Task prompt: What is needed here is every line of the records that includes "HashMap".

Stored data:
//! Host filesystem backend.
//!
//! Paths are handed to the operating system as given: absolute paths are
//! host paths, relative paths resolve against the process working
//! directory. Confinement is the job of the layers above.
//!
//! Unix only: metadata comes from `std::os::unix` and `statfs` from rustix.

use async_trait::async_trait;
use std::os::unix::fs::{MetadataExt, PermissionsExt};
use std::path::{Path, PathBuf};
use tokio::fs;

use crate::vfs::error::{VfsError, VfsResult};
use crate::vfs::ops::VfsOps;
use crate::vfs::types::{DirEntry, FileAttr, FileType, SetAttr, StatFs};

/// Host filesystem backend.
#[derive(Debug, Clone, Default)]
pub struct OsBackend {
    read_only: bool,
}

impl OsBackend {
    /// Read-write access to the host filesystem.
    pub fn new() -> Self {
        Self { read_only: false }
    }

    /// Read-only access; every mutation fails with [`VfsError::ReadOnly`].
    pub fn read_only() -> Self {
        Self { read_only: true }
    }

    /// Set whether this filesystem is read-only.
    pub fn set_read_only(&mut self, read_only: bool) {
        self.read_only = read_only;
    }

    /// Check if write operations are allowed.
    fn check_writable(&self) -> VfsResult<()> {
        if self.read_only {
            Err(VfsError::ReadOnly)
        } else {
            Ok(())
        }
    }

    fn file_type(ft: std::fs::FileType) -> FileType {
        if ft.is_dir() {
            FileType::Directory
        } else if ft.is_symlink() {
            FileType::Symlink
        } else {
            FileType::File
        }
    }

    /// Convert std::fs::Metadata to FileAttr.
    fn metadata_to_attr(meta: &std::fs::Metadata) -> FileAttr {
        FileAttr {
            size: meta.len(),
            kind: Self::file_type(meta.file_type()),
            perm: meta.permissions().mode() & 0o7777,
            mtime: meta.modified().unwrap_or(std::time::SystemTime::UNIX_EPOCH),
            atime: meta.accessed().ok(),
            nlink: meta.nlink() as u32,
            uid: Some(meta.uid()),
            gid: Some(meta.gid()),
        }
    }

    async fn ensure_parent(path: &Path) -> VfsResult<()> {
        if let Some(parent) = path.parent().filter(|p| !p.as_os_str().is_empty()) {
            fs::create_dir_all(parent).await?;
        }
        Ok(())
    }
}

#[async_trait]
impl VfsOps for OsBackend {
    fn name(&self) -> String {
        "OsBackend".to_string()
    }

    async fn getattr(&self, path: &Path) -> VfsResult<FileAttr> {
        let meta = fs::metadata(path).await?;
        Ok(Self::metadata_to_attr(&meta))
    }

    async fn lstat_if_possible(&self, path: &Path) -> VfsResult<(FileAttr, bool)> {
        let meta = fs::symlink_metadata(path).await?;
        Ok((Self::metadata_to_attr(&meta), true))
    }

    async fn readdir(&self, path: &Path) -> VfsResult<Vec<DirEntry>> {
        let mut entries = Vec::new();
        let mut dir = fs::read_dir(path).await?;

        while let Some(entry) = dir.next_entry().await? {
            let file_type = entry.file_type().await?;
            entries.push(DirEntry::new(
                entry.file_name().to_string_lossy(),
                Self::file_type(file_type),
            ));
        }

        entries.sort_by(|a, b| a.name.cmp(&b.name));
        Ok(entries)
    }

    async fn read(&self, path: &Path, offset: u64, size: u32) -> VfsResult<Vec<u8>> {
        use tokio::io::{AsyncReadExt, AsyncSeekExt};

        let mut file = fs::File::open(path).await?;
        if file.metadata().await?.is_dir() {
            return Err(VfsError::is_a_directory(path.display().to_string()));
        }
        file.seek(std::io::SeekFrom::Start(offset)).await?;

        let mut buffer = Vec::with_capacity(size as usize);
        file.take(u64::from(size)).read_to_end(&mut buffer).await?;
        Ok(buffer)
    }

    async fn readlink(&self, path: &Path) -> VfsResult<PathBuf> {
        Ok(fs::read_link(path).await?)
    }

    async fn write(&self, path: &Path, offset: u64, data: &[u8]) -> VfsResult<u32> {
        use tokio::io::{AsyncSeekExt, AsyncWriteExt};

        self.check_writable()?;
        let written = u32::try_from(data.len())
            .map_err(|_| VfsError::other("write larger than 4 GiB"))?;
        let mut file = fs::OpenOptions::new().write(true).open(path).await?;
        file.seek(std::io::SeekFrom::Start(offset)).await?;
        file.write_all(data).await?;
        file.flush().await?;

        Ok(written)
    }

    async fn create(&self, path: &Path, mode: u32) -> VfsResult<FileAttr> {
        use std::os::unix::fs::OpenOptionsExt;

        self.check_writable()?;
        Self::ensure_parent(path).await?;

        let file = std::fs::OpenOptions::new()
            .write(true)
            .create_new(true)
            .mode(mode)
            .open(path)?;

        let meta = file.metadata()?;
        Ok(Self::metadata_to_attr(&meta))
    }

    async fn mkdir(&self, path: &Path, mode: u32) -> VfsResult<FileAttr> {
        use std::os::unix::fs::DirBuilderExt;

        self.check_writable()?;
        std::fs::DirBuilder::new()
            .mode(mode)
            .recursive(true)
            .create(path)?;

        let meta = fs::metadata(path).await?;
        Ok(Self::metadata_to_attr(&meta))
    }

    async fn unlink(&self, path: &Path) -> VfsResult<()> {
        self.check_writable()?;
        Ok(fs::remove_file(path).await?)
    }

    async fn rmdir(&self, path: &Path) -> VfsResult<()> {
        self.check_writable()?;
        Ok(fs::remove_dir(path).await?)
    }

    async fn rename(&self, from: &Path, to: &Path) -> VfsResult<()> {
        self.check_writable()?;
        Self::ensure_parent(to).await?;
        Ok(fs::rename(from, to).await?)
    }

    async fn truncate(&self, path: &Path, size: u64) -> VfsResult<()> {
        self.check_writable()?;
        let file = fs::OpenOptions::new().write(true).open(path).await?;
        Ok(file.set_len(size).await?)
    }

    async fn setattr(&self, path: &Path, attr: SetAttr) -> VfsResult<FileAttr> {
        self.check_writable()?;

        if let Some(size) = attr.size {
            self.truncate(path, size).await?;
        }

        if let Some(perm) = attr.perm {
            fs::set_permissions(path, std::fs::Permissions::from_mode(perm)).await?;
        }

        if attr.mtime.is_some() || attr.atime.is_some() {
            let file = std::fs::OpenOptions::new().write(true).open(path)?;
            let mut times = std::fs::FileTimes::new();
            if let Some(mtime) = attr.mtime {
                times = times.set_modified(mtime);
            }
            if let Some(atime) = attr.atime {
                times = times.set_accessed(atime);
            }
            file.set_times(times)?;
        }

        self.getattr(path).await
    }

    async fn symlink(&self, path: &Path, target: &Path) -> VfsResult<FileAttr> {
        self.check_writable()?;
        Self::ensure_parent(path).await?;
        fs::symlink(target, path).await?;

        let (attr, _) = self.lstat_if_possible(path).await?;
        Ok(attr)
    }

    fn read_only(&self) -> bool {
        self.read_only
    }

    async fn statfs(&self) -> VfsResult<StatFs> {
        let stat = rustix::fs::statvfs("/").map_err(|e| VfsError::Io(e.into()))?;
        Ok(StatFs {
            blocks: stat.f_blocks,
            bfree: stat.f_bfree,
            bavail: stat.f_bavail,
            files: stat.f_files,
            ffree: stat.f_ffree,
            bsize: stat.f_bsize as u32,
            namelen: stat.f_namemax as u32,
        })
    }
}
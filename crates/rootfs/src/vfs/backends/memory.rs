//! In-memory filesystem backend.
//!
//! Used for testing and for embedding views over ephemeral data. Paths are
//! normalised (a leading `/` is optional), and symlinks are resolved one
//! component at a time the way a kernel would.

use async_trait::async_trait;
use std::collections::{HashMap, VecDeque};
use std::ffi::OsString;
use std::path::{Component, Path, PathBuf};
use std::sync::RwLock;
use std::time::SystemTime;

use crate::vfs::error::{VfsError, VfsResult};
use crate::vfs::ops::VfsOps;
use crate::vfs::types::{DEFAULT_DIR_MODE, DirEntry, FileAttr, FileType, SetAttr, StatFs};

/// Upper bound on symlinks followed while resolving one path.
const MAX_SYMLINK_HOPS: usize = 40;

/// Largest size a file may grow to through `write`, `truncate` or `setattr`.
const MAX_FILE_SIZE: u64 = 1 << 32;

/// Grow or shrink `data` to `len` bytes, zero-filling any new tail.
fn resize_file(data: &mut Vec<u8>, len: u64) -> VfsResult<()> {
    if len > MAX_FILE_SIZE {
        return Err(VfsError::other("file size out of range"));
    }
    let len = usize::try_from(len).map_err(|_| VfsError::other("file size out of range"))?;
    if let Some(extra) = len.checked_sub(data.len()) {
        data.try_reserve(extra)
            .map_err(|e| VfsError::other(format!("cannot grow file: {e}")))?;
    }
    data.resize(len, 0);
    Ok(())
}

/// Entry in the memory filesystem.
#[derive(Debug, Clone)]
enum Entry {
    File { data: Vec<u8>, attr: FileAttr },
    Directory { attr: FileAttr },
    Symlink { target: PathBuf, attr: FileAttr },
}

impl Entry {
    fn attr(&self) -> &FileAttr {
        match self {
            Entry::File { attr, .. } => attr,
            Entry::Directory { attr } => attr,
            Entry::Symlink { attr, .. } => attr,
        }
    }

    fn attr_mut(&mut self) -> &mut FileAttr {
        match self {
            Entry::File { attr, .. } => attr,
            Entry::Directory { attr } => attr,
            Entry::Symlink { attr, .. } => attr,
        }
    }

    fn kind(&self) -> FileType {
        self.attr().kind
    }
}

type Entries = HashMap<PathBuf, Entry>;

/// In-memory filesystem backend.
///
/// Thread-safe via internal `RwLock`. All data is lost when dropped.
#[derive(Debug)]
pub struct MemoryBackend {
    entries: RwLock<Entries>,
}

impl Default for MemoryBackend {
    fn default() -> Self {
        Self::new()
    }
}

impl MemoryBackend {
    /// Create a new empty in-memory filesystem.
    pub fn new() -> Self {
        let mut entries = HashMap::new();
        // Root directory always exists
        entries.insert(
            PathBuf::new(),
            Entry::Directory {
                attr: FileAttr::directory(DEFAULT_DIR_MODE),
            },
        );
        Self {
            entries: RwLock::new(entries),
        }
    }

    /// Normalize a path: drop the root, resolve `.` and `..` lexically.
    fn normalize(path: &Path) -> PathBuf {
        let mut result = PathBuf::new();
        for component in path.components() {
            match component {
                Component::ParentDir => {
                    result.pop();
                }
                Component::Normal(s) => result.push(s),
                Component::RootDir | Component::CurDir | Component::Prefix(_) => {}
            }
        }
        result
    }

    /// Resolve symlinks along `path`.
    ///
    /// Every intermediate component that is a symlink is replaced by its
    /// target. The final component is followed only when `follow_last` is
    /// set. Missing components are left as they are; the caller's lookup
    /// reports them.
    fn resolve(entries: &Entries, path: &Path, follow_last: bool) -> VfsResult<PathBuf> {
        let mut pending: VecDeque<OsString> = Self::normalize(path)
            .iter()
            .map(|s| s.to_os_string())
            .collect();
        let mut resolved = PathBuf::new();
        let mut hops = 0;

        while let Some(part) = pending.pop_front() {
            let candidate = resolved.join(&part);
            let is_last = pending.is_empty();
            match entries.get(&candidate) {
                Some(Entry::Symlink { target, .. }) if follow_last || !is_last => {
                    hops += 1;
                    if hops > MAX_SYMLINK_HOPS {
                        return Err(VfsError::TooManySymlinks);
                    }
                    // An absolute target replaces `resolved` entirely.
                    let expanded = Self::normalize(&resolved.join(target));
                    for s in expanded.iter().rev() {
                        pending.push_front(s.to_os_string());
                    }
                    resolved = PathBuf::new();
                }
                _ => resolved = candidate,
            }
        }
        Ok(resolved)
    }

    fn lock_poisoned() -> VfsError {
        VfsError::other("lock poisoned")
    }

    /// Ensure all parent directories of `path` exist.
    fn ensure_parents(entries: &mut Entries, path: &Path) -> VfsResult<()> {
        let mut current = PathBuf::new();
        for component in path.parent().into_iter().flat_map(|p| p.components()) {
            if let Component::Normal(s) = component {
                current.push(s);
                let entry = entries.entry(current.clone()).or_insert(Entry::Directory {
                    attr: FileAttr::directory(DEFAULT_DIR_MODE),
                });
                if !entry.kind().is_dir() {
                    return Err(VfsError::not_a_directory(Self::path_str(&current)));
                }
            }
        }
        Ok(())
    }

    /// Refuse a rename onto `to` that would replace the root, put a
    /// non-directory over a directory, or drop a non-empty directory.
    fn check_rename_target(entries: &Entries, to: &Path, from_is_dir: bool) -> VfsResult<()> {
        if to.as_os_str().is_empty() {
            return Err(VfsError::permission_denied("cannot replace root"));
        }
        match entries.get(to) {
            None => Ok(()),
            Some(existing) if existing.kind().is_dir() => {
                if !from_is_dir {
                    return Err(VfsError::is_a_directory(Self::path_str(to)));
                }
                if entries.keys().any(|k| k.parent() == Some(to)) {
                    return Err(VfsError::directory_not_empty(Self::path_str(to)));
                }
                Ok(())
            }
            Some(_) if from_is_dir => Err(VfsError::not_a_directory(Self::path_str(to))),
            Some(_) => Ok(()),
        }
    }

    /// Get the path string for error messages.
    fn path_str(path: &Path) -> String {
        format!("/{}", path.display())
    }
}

Result:
use std::collections::{HashMap, VecDeque};
type Entries = HashMap<PathBuf, Entry>;
        let mut entries = HashMap::new();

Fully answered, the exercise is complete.